Shares of the company rose 9.6 percent before being halted in afternoon trading on Thursday after StreetInsider.com revealed the earnings numbers before the company’s scheduled announcement. (bit.ly/1WM6Epb)

Palo Alto, which went public in 2012 and provides internet security and malware analysis products, has been grabbing market share from traditional firewall suppliers.

Billings, defined as total revenue plus the change in deferred revenue, rose 62 percent to $459 million.

Palo Alto recently partnered with Honeywell International Inc to protect industrial facilities and also signed a deal with peer Proofpoint Inc to jointly provide security services to customers.

Palo Alto forecast a third-quarter profit of 41-42 cents per share and revenue of $335 million-$339 million.
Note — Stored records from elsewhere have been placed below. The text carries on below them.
/// Builds a [`Value`](crate::Value) from a literal-like description.
///
/// - `value!("text")` is a scalar
/// - `value!(["a", "b"])` is a list
/// - `value!({"k": "v"})` is a table
///
/// # Examples
///
/// ```rust
/// use gestalt::{value, Value};
///
/// assert_eq!(value!("x"), Value::from("x"));
/// assert_eq!(value!(["a", "b"]), Value::from(vec!["a", "b"]));
/// assert_eq!(value!({"k": "v"}).as_table().unwrap()["k"], "v");
/// ```
#[macro_export]
macro_rules! value {
    ([]) => {
        $crate::Value::List(::std::vec::Vec::new())
    };

    ([ $($elem:expr),* $(,)? ]) => {
        $crate::Value::List(::std::vec![$(::std::string::String::from($elem)),*])
    };

    ({}) => {
        $crate::Value::Table($crate::Table::new())
    };

    ({ $($key:literal : $val:expr),* $(,)? }) => {{
        let mut table = $crate::Table::new();
        $(
            table.insert(::std::string::String::from($key), ::std::string::String::from($val));
        )*
        $crate::Value::Table(table)
    }};

    ($s:expr) => {
        $crate::Value::Scalar(::std::string::String::from($s))
    };
}

/// Builds [`Properties`](crate::Properties) from `key: value` pairs.
///
/// Values use the [`value!`] forms. Entries are inserted without kind checks,
/// in the order written.
///
/// # Examples
///
/// ```rust
/// use gestalt::properties;
///
/// let props = properties!({
///     "name": "demo",
///     "hosts[]": ["a", "b"],
///     "env[:]": {"region": "eu"}
/// });
/// assert_eq!(props.len(), 3);
/// assert_eq!(props.get_table("env[:]").unwrap()["region"], "eu");
/// ```
#[macro_export]
macro_rules! properties {
    () => {
        $crate::Properties::new()
    };

    ({}) => {
        $crate::Properties::new()
    };

    ({ $($key:literal : $value:tt),* $(,)? }) => {{
        let mut properties = $crate::Properties::new();
        $(
            properties.insert_unchecked($key, $crate::value!($value));
        )*
        properties
    }};
}
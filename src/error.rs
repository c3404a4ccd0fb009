//! Error types for property spec parsing, loading, and access.
//!
//! ## Error Categories
//!
//! - **Format Errors**: a logical line that does not hold exactly one `=`
//! - **I/O Errors**: empty paths, unreadable files, and failing streams, with
//!   the cause preserved
//! - **Encoding Errors**: input bytes that are not UTF-8
//! - **Access Errors**: missing keys and kind mismatches from the typed getters
//! - **Print Errors**: values that cannot be expressed in the text format
//!
//! ## Examples
//!
//! ```rust
//! use gestalt::{from_str, Error};
//!
//! let result = from_str("no assignment here");
//! assert!(matches!(result, Err(Error::Format { line: 1, .. })));
//! ```

use crate::value::Kind;
use std::fmt;
use std::io;
use std::path::PathBuf;
use std::str::Utf8Error;
use std::sync::Arc;
use thiserror::Error;

/// Represents all possible errors raised by this crate.
#[derive(Debug, Clone, Error)]
pub enum Error {
    /// A logical line without exactly one assignment character.
    ///
    /// `line` is the physical line on which the offending logical line starts;
    /// `text` is the line after comment stripping.
    #[error("Format error at line {line}: `{text}`\nHelp: each property must have the form `key = value` with a single `=`")]
    Format { line: usize, text: String },

    /// A load was requested with an empty path.
    #[error("File path is empty")]
    EmptyPath,

    /// Reading a property file or stream, or writing printed text, failed.
    ///
    /// `path` is `None` when the failure came from a reader or writer.
    #[error("I/O error{}: {source}", describe_path(.path))]
    Io {
        path: Option<PathBuf>,
        #[source]
        source: Arc<io::Error>,
    },

    /// Input bytes are not valid UTF-8.
    #[error("Input is not valid UTF-8: {0}")]
    Utf8(#[from] Utf8Error),

    /// A typed getter was called for a key that is not present.
    #[error("Missing key `{0}`")]
    MissingKey(String),

    /// A required key set is incomplete.
    #[error("Missing required keys: {}", .0.join(", "))]
    MissingKeys(Vec<String>),

    /// A key is bound to a different kind of value than requested.
    #[error("Kind mismatch for `{key}`: expected {expected}, found {found}")]
    KindMismatch {
        key: String,
        expected: Kind,
        found: Kind,
    },

    /// A value cannot be written back as spec text.
    #[error("Cannot represent `{key}` as a property spec: {reason}")]
    Unrepresentable { key: String, reason: String },

    /// Custom error
    #[error("Error: {0}")]
    Custom(String),
}

impl Error {
    /// Creates a format error for the logical line starting at `line`.
    ///
    /// # Examples
    ///
    /// ```rust
    /// use gestalt::Error;
    ///
    /// let err = Error::format(3, "a = b = c");
    /// assert!(err.to_string().contains("line 3"));
    /// ```
    pub fn format(line: usize, text: &str) -> Self {
        Error::Format {
            line,
            text: text.to_string(),
        }
    }

    /// Wraps an I/O failure for `path`.
    pub fn io(path: impl Into<PathBuf>, source: io::Error) -> Self {
        Error::Io {
            path: Some(path.into()),
            source: Arc::new(source),
        }
    }

    /// Wraps an I/O failure of a reader or writer.
    pub fn stream(source: io::Error) -> Self {
        Error::Io {
            path: None,
            source: Arc::new(source),
        }
    }

    pub fn missing_key(key: &str) -> Self {
        Error::MissingKey(key.to_string())
    }

    /// Creates a kind mismatch error for `key`.
    ///
    /// # Examples
    ///
    /// ```rust
    /// use gestalt::{Error, Kind};
    ///
    /// let err = Error::kind_mismatch("hosts[]", Kind::Scalar, Kind::List);
    /// assert!(err.to_string().contains("expected scalar, found list"));
    /// ```
    pub fn kind_mismatch(key: &str, expected: Kind, found: Kind) -> Self {
        Error::KindMismatch {
            key: key.to_string(),
            expected,
            found,
        }
    }

    pub fn unrepresentable(key: &str, reason: &str) -> Self {
        Error::Unrepresentable {
            key: key.to_string(),
            reason: reason.to_string(),
        }
    }

    /// Creates a custom error with a display message.
    pub fn custom<T: fmt::Display>(msg: T) -> Self {
        Error::Custom(msg.to_string())
    }

    /// Returns `true` for errors raised while reading or writing files and
    /// streams.
    #[must_use]
    pub fn is_io(&self) -> bool {
        matches!(self, Error::EmptyPath | Error::Io { .. })
    }

    /// Returns `true` for errors raised by malformed spec text, including
    /// input that is not UTF-8.
    #[must_use]
    pub fn is_format(&self) -> bool {
        matches!(self, Error::Format { .. } | Error::Utf8(_))
    }
}

fn describe_path(path: &Option<PathBuf>) -> String {
    match path {
        Some(path) => format!(" for {}", path.display()),
        None => String::new(),
    }
}

impl serde::ser::Error for Error {
    fn custom<T: fmt::Display>(msg: T) -> Self {
        Error::Custom(msg.to_string())
    }
}

impl serde::de::Error for Error {
    fn custom<T: fmt::Display>(msg: T) -> Self {
        Error::Custom(msg.to_string())
    }
}

pub type Result<T> = std::result::Result<T, Error>;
Analysts on average were expecting a profit of 45 cents per share and revenue of $334.6 million, according to Thomson Reuters I/B/E/S.

The company’s net loss widened to $62.5 million, or 72 cents per share, in the second quarter ended Jan. 31, from $43 million, or 53 cents per share, a year earlier.

Excluding items, the company earned 40 cents per share, beating the average analyst estimate of 39 cents.

Revenue rose to $334.7 million from $217.7 million, above analysts’ expectation of $318.3 million.